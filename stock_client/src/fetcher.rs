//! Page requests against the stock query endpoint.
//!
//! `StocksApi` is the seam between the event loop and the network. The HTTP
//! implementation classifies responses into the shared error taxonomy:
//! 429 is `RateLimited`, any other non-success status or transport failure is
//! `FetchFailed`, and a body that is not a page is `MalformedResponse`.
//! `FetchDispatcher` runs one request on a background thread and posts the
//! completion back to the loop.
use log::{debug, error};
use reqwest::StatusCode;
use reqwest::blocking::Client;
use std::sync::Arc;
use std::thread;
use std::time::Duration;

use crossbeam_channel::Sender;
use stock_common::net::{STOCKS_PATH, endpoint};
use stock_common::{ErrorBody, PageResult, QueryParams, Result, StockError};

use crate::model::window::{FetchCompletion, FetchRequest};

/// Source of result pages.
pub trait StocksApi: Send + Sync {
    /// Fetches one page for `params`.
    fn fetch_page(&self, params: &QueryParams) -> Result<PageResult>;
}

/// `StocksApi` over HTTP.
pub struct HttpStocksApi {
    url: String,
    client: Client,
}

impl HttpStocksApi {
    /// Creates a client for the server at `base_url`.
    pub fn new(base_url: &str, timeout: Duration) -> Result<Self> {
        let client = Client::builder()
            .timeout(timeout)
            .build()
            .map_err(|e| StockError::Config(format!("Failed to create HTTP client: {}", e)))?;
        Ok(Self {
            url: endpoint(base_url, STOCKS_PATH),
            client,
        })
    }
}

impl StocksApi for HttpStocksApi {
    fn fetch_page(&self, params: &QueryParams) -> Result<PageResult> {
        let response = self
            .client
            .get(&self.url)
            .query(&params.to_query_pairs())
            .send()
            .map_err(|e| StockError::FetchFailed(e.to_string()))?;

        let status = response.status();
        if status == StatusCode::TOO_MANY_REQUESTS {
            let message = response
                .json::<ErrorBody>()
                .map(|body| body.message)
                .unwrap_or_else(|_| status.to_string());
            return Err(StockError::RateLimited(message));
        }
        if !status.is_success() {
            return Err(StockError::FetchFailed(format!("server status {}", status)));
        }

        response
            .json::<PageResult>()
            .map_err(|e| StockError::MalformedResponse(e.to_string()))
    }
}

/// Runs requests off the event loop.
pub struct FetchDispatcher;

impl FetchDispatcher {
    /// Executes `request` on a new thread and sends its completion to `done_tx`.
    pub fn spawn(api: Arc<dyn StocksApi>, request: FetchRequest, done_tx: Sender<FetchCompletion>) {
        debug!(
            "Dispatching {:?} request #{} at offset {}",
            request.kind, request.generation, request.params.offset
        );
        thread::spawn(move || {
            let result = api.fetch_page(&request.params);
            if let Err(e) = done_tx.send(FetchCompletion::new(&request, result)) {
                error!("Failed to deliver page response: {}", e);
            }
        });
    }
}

========

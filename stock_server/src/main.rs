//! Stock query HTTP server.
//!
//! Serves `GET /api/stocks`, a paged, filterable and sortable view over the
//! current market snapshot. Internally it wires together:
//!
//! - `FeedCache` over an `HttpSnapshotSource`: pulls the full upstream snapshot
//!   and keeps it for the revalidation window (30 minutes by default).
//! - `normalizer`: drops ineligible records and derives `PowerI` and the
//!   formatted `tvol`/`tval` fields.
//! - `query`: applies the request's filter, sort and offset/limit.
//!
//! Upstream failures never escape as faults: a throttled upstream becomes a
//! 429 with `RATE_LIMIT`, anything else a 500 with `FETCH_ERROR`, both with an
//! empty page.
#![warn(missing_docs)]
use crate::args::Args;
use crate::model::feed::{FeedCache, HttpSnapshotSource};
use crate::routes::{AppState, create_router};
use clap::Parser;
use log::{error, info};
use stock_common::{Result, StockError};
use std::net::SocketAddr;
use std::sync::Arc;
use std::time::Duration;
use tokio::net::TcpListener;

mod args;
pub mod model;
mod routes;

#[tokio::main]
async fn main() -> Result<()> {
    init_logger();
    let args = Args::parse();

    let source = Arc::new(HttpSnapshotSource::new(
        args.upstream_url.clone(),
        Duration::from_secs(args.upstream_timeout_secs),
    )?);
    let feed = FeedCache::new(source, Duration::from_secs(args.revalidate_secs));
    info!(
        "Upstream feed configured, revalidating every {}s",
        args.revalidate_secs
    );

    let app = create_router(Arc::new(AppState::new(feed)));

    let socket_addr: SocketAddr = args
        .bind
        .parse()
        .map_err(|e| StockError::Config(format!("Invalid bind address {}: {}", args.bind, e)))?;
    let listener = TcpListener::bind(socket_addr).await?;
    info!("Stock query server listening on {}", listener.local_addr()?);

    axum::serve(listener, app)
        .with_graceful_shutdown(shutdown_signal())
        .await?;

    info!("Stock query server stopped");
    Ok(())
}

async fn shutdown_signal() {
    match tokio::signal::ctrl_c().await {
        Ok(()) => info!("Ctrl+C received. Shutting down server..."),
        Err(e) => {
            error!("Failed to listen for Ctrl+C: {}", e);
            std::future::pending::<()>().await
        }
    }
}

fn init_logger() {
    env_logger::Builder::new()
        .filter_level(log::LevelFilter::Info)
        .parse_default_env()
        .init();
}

========

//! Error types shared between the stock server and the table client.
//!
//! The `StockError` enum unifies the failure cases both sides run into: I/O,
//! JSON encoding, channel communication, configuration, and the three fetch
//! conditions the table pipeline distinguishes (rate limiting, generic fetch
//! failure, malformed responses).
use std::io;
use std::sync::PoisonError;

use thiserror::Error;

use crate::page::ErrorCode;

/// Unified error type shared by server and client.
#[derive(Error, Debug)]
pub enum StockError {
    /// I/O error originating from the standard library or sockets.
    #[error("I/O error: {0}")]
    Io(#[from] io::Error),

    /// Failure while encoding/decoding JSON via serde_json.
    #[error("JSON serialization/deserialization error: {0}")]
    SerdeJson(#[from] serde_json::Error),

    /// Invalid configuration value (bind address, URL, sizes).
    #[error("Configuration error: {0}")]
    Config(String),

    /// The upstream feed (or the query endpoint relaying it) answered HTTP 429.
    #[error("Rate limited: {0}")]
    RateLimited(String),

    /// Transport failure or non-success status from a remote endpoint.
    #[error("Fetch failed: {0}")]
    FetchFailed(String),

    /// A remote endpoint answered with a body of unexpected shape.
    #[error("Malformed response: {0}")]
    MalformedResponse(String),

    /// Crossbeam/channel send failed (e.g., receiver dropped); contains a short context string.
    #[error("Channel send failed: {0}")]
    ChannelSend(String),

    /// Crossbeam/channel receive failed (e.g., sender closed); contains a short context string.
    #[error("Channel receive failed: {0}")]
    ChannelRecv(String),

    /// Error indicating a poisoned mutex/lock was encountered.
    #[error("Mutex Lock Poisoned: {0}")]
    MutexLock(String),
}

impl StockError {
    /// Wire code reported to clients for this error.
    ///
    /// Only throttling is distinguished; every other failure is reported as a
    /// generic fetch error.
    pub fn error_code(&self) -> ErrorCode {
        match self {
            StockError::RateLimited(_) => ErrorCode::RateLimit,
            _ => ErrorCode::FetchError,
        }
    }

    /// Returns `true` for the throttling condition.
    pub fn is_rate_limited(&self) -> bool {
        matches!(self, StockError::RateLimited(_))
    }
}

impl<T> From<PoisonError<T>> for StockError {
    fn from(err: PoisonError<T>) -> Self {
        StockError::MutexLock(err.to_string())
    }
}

========

● **Task directions**
Looking at the records above, tally the lines holding "tokio" and reply with that number only.

● **Response**
3